The problem with the Egan didn't strike me the first time I read it, and probably wouldn't have this time if not for the juxtaposition with the Cash. The Meq is a fantasy novel about a group of people, called Meq, who look human but aren't quite: they're extremely long-lived, choose when to go through puberty and are almost immune to disease and injury until then, and have some other odd powers. They live in secret, for the most part, though they have some human allies who are aware of their existence. And the narrator proceeds to fill in information that no Meq could need to be told, and that they wouldn't want to share with anyone outside, even their human allies.

The book has other flaws--ranging from an unreasonable reliance on coincidence to drive the plot [having characters repeatedly note that "these sorts of things happen" doesn't help] to an implausible-to-me set-up in which every Meq has a destined beloved, and is aware of her/his identity the first time they set eyes on each other. It also, to my mind, ends in the wrong place: a puzzle has been set up, but doesn't come close to being answered, nor is much else resolved.

From: [identity profile] supergee.livejournal.com


I've always been willing to accept making a tape for a time machine, or just telling the story to make it clear in the narrator's own min, if the book is otherwise interesting enough.

From: [identity profile] yonmei.livejournal.com


Perhaps because I talk to myself a lot, it's never particularly worried me who a first-person narrator is talking to: I tend to notice when the framing device is clunky.

From: [identity profile] nolly.livejournal.com


Having read only the non-spoilery bits above, I think I'm glad I didn't pay for The Meq -- they were giving away galleys at Comicon. Then again, had it not been free, I'd've not likely bought it. (I've note read it yet, have more interesting things demanding my attention, like The Devil in the White City, and Lost in Transmission, and The Summer of the Great-Grandmother.)

From: [identity profile] fuzzygabby.livejournal.com


It's been a few years since I read them, but I remember being annoyed by the way V.I. Warshawski always talked about Chicago in the past tense.
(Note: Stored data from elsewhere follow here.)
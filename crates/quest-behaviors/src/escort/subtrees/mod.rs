//! Escort behavior tree, assembled from per-concern subtrees.
//!
//! The root is a guarded rule list evaluated from the top every tick:
//!
//! ```text
//! escort_tree()
//!     ├─ death_response()        ← dead or ghost: force CheckDone
//!     ├─ combat_response()       ← only while Escorting a viable group
//!     └─ state_machine()         ← one subtree per BehaviorState
//!         ├─ initial_state()
//!         ├─ searching_for_escort_units()
//!         ├─ interacting_to_start()
//!         ├─ identify_units_to_escort()
//!         ├─ escorting()
//!         ├─ check_done()
//!         └─ UnhandledState      ← default branch, fatal
//! ```
//!
//! The tree holds no state of its own and can be built once per behavior.

pub mod combat;
pub mod states;

use behavior_tree::{Behavior, builder::selector, builder::switch};
use bot_core::{Host, Vec3};

use super::blackboard::Blackboard;
use super::nodes::UnhandledState;
use super::state::BehaviorState;
use crate::selection::group_center;

/// Type alias for escort trees to reduce verbosity.
pub type EscortTree<H> = Box<dyn Behavior<Blackboard<H>>>;

/// The complete escort tree.
pub fn escort_tree<H: Host + 'static>() -> EscortTree<H> {
    selector(vec![
        combat::death_response(),
        combat::combat_response(),
        state_machine(),
    ])
}

/// Dispatches to the subtree of the current [`BehaviorState`].
pub fn state_machine<H: Host + 'static>() -> EscortTree<H> {
    switch(
        |bb: &Blackboard<H>| bb.state,
        vec![
            (BehaviorState::InitialState, states::initial_state()),
            (
                BehaviorState::SearchingForEscortUnits,
                states::searching_for_escort_units(),
            ),
            (BehaviorState::InteractingToStart, states::interacting_to_start()),
            (
                BehaviorState::IdentifySpecificUnitsToEscort,
                states::identify_units_to_escort(),
            ),
            (BehaviorState::Escorting, states::escorting()),
            (BehaviorState::CheckDone, states::check_done()),
        ],
        Box::new(UnhandledState::new()),
    )
}

// ============================================================================
// Shared movement inputs
// ============================================================================

/// Every escorted unit is beyond fight distance of the agent.
pub(crate) fn group_out_of_reach<H: Host>(bb: &Blackboard<H>) -> bool {
    let me = bb.host.me().location;
    bb.members()
        .iter()
        .all(|unit| unit.distance_to(me) > bb.config.max_fight_distance)
}

/// Some escorted unit is within follow distance of the agent.
pub(crate) fn group_close_enough<H: Host>(bb: &Blackboard<H>) -> bool {
    let me = bb.host.me().location;
    bb.members()
        .iter()
        .any(|unit| unit.distance_to(me) < bb.config.max_follow_distance)
}

pub(crate) fn group_center_point<H: Host>(bb: &Blackboard<H>) -> Option<Vec3> {
    Some(group_center(&bb.members(), bb.host.me().location))
}
//! Composite nodes.
//!
//! [`Sequence`] and [`Selector`] walk their children left to right and stop
//! at the first child that decides the tick. [`Switch`] picks exactly one
//! child from a key, which is how a state enum on the blackboard selects the
//! subtree for the current state.

use crate::{Behavior, Status};

type KeyFn<C, K> = Box<dyn Fn(&C) -> K + Send + Sync>;

/// Runs children in order while they succeed.
///
/// # Semantics
///
/// - `Success`: move on to the next child
/// - `Failure` or `Running`: stop and return it
/// - every child succeeded: `Success`
///
/// A leading condition child therefore gates everything after it.
pub struct Sequence<C> {
    children: Vec<Box<dyn Behavior<C>>>,
}

impl<C> Sequence<C> {
    /// # Panics
    ///
    /// Panics on an empty child list; an empty sequence is a wiring mistake.
    pub fn new(children: Vec<Box<dyn Behavior<C>>>) -> Self {
        assert!(!children.is_empty(), "Sequence needs at least one child");
        Self { children }
    }
}

impl<C> Behavior<C> for Sequence<C> {
    fn tick(&self, ctx: &mut C) -> Status {
        for child in &self.children {
            let status = child.tick(ctx);
            if status != Status::Success {
                return status;
            }
        }
        Status::Success
    }
}

/// Tries children in order until one handles the tick.
///
/// # Semantics
///
/// - `Success` or `Running`: stop and return it
/// - `Failure`: try the next child
/// - nobody handled it: `Failure`
///
/// A child may write to the blackboard and still return `Failure` (pick a
/// target, rotate a path); the children below it then see the update on the
/// same tick.
pub struct Selector<C> {
    children: Vec<Box<dyn Behavior<C>>>,
}

impl<C> Selector<C> {
    /// # Panics
    ///
    /// Panics on an empty child list.
    pub fn new(children: Vec<Box<dyn Behavior<C>>>) -> Self {
        assert!(!children.is_empty(), "Selector needs at least one child");
        Self { children }
    }
}

impl<C> Behavior<C> for Selector<C> {
    fn tick(&self, ctx: &mut C) -> Status {
        self.children
            .iter()
            .map(|child| child.tick(ctx))
            .find(|status| status.is_handled())
            .unwrap_or(Status::Failure)
    }
}

/// Ticks the one child registered for the current key.
///
/// The key is read once per tick. Keys without a case go to `default`.
pub struct Switch<C, K> {
    key: KeyFn<C, K>,
    cases: Vec<(K, Box<dyn Behavior<C>>)>,
    default: Box<dyn Behavior<C>>,
}

impl<C, K: PartialEq> Switch<C, K> {
    pub fn new(
        key: impl Fn(&C) -> K + Send + Sync + 'static,
        cases: Vec<(K, Box<dyn Behavior<C>>)>,
        default: Box<dyn Behavior<C>>,
    ) -> Self {
        Self {
            key: Box::new(key),
            cases,
            default,
        }
    }
}

impl<C, K> Behavior<C> for Switch<C, K>
where
    K: PartialEq + Send + Sync,
{
    fn tick(&self, ctx: &mut C) -> Status {
        let key = (self.key)(ctx);
        let child = self
            .cases
            .iter()
            .find_map(|(case, child)| (*case == key).then_some(child))
            .unwrap_or(&self.default);
        child.tick(ctx)
    }
}

#[cfg(test)]
mod tests {
    use super::*;

    /// Records which leaves ran, in order.
    #[derive(Default)]
    struct Trace {
        mode: u8,
        ran: Vec<&'static str>,
    }

    struct Leaf(&'static str, Status);

    impl Behavior<Trace> for Leaf {
        fn tick(&self, ctx: &mut Trace) -> Status {
            ctx.ran.push(self.0);
            self.1
        }
    }

    fn leaf(name: &'static str, status: Status) -> Box<dyn Behavior<Trace>> {
        Box::new(Leaf(name, status))
    }

    #[test]
    fn sequence_runs_through_successes() {
        let seq = Sequence::new(vec![leaf("a", Status::Success), leaf("b", Status::Success)]);
        let mut trace = Trace::default();

        assert_eq!(seq.tick(&mut trace), Status::Success);
        assert_eq!(trace.ran, ["a", "b"]);
    }

    #[test]
    fn sequence_stops_at_failure_or_running() {
        let failing = Sequence::new(vec![
            leaf("check", Status::Failure),
            leaf("act", Status::Success),
        ]);
        let mut trace = Trace::default();
        assert_eq!(failing.tick(&mut trace), Status::Failure);
        assert_eq!(trace.ran, ["check"]);

        let moving = Sequence::new(vec![leaf("move", Status::Running), leaf("talk", Status::Success)]);
        let mut trace = Trace::default();
        assert_eq!(moving.tick(&mut trace), Status::Running);
        assert_eq!(trace.ran, ["move"]);
    }

    #[test]
    fn selector_falls_through_failures() {
        let sel = Selector::new(vec![
            leaf("fight", Status::Failure),
            leaf("follow", Status::Running),
            leaf("idle", Status::Success),
        ]);
        let mut trace = Trace::default();

        assert_eq!(sel.tick(&mut trace), Status::Running);
        assert_eq!(trace.ran, ["fight", "follow"]);
    }

    #[test]
    fn selector_fails_when_nothing_applies() {
        let sel = Selector::new(vec![leaf("a", Status::Failure), leaf("b", Status::Failure)]);
        let mut trace = Trace::default();

        assert_eq!(sel.tick(&mut trace), Status::Failure);
        assert_eq!(trace.ran, ["a", "b"]);
    }

    #[test]
    fn switch_ticks_only_the_matching_case() {
        let switch = Switch::new(
            |ctx: &Trace| ctx.mode,
            vec![(0, leaf("zero", Status::Success)), (1, leaf("one", Status::Running))],
            leaf("default", Status::Failure),
        );

        let mut trace = Trace {
            mode: 1,
            ..Trace::default()
        };
        assert_eq!(switch.tick(&mut trace), Status::Running);
        assert_eq!(trace.ran, ["one"]);

        trace.mode = 7;
        assert_eq!(switch.tick(&mut trace), Status::Failure);
        assert_eq!(trace.ran, ["one", "default"]);
    }

    #[test]
    #[should_panic(expected = "Selector needs at least one child")]
    fn empty_selector_is_rejected() {
        let _ = Selector::<Trace>::new(Vec::new());
    }
}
Chicago was this way, this neighborhood was that way, there was a park, etc, etc. I'd find myself trying to believe she was writing 50 years after the fact, but mostly I felt she was writing right after each adventure. I liked the books, but that just drove me nuts. Beyond that, I'm not sure if I ever gave it any thought whether she was writing to the public or in her own private diary.

From: [identity profile] papersky.livejournal.com


What you seem to have a problem with is what I call "first reflective", someone telling a story after the fact, which absolutely requires an implicit audience.

Quarantine is weird -- there are bits of it in first from incompatible self-versions. I think if it's telling the story, it's telling to potential otherselves, or to hold on to his self-history.

There are also other forms of first, like what I call "first headlong" where someone is writing a diary as events happen -- I Capture the Castle is a very good example, and so is Podkayne of Mars -- and "first SoC" which is in present tense and essentially the stream of consciousness inside someone's head. First headlong tends to go at breakneck pace through a story without knowing where it's going, only the last section needs any justification or implicit audience. First SoC doesn't need anything either, you are just inside their head. I haven't read your mystery examples, but if they're like that, then it doesn't matter.

I've written in all three of these, incidentally, and from the point of view of doing it, I'd say they're as different as first and third or third and omni, the only thing they have in common is the filter. First SoC is much closer to very tight third than it is to other firsts.